## Work required
Quote every line from the top of the listing down to and including the line that contains "if let Some(xdg_config)".

## Given data
————

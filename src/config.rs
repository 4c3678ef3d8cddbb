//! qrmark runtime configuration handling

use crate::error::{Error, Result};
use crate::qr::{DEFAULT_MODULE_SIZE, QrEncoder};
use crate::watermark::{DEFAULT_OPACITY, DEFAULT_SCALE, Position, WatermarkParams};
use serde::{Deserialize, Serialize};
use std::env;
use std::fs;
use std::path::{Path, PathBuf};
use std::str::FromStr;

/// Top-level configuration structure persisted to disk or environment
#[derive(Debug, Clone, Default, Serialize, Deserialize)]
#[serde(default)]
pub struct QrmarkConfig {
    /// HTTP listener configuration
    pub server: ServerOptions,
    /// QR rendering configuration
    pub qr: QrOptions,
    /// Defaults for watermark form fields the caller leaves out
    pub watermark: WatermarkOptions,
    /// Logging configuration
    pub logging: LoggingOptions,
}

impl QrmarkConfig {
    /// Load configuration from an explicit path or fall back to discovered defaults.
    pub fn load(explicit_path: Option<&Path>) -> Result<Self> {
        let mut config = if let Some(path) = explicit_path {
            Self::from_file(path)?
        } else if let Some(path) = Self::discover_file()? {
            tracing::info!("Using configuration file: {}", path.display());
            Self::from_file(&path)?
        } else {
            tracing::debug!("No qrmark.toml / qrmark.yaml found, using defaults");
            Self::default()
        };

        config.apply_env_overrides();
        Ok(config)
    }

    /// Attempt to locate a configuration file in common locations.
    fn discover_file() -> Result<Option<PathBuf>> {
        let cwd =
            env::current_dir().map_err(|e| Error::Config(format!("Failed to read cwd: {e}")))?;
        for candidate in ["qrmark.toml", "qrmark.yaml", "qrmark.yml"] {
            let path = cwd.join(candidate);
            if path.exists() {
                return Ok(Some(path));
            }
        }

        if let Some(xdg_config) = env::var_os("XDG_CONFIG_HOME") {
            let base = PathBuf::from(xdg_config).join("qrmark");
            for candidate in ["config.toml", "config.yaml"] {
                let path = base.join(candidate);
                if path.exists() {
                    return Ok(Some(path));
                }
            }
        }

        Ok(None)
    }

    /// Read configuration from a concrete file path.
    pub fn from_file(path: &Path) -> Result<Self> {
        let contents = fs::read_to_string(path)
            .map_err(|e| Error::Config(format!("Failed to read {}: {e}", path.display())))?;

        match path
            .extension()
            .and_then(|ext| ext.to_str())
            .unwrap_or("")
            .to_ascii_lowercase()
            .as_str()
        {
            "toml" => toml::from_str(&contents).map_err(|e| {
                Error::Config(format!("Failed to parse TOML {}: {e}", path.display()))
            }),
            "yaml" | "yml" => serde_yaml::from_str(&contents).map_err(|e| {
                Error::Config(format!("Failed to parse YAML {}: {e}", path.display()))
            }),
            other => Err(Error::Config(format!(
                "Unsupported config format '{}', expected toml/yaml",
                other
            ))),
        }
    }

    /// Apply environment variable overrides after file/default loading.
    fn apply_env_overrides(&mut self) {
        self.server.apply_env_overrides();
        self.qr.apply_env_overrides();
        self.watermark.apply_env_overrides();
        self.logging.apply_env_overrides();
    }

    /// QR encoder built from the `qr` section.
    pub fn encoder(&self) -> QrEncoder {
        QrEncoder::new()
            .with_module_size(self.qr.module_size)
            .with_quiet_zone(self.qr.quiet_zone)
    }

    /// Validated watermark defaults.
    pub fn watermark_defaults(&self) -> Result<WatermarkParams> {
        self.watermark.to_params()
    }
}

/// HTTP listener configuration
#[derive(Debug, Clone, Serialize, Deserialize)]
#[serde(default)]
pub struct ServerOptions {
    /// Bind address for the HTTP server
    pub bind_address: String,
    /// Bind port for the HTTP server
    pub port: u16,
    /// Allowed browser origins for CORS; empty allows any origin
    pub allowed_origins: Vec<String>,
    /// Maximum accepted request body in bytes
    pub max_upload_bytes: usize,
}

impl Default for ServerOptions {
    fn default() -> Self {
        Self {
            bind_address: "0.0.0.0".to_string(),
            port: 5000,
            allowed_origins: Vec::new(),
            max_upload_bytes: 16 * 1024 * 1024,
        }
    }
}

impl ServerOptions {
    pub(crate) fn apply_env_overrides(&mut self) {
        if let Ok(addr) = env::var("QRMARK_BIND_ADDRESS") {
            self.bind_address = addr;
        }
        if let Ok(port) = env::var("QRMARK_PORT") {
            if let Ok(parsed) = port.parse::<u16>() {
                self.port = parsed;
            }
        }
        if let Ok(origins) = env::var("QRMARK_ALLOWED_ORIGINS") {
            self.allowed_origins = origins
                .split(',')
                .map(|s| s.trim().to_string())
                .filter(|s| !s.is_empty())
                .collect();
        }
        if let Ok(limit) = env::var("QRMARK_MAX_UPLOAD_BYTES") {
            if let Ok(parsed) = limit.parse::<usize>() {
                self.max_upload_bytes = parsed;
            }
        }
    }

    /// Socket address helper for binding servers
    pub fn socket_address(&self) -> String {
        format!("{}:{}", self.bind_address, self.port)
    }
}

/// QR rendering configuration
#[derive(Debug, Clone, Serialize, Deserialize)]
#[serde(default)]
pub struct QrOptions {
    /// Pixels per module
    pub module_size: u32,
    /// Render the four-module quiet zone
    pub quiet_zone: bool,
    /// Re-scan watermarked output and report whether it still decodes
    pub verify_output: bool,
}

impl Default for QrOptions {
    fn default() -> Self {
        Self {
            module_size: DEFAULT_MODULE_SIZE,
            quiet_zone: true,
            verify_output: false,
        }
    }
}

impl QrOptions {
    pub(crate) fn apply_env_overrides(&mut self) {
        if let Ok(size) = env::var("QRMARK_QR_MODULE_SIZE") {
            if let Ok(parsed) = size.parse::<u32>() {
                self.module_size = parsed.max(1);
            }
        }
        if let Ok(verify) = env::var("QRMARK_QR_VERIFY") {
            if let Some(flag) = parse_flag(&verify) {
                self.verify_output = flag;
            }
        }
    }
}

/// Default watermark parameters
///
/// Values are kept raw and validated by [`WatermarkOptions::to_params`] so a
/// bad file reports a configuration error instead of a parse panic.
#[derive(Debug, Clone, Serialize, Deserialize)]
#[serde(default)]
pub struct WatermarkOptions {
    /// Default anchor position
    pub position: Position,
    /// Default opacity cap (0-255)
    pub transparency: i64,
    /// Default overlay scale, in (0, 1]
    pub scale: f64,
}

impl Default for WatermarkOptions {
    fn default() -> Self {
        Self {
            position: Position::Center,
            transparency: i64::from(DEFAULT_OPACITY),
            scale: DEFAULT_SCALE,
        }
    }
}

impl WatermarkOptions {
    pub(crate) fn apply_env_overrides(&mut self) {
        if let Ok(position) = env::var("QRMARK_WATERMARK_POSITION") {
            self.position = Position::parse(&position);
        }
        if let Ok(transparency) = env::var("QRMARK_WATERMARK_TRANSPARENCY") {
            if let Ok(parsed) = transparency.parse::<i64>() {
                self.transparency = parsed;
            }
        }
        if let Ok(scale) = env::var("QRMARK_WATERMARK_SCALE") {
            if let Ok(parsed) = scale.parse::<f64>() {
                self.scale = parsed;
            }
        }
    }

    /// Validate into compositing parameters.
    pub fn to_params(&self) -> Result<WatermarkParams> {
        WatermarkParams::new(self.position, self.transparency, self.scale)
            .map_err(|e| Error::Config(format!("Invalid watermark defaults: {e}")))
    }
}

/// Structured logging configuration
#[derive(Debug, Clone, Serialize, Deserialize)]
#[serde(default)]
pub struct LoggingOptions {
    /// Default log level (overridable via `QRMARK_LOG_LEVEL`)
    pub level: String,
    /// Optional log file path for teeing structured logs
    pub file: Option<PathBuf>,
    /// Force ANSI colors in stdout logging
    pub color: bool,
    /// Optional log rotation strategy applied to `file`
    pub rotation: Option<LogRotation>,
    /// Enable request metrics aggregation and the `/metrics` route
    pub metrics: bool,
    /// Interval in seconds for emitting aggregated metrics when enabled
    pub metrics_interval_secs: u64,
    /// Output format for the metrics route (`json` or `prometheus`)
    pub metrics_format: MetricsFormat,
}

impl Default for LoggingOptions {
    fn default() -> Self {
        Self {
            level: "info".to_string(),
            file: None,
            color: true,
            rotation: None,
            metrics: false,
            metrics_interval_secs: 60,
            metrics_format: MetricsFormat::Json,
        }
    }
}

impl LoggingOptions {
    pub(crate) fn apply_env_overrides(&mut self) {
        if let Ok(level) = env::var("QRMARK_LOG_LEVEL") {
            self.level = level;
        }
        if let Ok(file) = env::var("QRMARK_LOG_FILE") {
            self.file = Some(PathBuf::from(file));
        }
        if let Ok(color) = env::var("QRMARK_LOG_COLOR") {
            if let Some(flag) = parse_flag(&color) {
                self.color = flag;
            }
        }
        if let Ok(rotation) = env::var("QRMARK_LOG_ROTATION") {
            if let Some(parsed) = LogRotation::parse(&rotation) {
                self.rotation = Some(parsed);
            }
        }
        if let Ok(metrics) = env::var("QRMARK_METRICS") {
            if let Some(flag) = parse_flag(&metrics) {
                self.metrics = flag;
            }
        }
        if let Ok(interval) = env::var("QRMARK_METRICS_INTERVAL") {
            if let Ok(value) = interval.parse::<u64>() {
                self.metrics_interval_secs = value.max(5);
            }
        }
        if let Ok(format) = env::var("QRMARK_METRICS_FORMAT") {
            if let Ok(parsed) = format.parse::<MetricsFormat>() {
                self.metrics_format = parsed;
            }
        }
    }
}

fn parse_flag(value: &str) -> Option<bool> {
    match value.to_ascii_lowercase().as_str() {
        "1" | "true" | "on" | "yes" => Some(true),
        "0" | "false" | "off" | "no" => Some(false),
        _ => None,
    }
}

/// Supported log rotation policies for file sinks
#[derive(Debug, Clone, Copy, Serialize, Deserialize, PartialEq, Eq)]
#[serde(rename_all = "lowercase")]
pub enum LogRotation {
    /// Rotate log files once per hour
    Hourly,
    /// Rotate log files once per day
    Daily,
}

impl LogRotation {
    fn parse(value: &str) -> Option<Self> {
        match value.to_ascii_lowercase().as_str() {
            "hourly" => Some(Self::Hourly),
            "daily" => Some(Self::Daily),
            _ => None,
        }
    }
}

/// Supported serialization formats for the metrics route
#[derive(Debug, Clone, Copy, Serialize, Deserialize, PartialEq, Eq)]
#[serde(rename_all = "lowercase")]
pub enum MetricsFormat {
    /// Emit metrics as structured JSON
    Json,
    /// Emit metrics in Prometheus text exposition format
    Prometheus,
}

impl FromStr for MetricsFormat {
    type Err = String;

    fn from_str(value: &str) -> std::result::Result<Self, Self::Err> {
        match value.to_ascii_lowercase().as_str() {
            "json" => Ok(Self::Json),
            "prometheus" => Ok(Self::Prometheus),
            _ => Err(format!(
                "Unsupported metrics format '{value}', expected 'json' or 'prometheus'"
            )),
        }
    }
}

————

## Exercise response
filename src/config.rs
repository 4c3678ef3d8cddbb
//! qrmark runtime configuration handling

use crate::error::{Error, Result};
use crate::qr::{DEFAULT_MODULE_SIZE, QrEncoder};
use crate::watermark::{DEFAULT_OPACITY, DEFAULT_SCALE, Position, WatermarkParams};
use serde::{Deserialize, Serialize};
use std::env;
use std::fs;
use std::path::{Path, PathBuf};
use std::str::FromStr;

/// Top-level configuration structure persisted to disk or environment
#[derive(Debug, Clone, Default, Serialize, Deserialize)]
#[serde(default)]
pub struct QrmarkConfig {
    /// HTTP listener configuration
    pub server: ServerOptions,
    /// QR rendering configuration
    pub qr: QrOptions,
    /// Defaults for watermark form fields the caller leaves out
    pub watermark: WatermarkOptions,
    /// Logging configuration
    pub logging: LoggingOptions,
}

impl QrmarkConfig {
    /// Load configuration from an explicit path or fall back to discovered defaults.
    pub fn load(explicit_path: Option<&Path>) -> Result<Self> {
        let mut config = if let Some(path) = explicit_path {
            Self::from_file(path)?
        } else if let Some(path) = Self::discover_file()? {
            tracing::info!("Using configuration file: {}", path.display());
            Self::from_file(&path)?
        } else {
            tracing::debug!("No qrmark.toml / qrmark.yaml found, using defaults");
            Self::default()
        };

        config.apply_env_overrides();
        Ok(config)
    }

    /// Attempt to locate a configuration file in common locations.
    fn discover_file() -> Result<Option<PathBuf>> {
        let cwd =
            env::current_dir().map_err(|e| Error::Config(format!("Failed to read cwd: {e}")))?;
        for candidate in ["qrmark.toml", "qrmark.yaml", "qrmark.yml"] {
            let path = cwd.join(candidate);
            if path.exists() {
                return Ok(Some(path));
            }
        }

        if let Some(xdg_config) = env::var_os("XDG_CONFIG_HOME") {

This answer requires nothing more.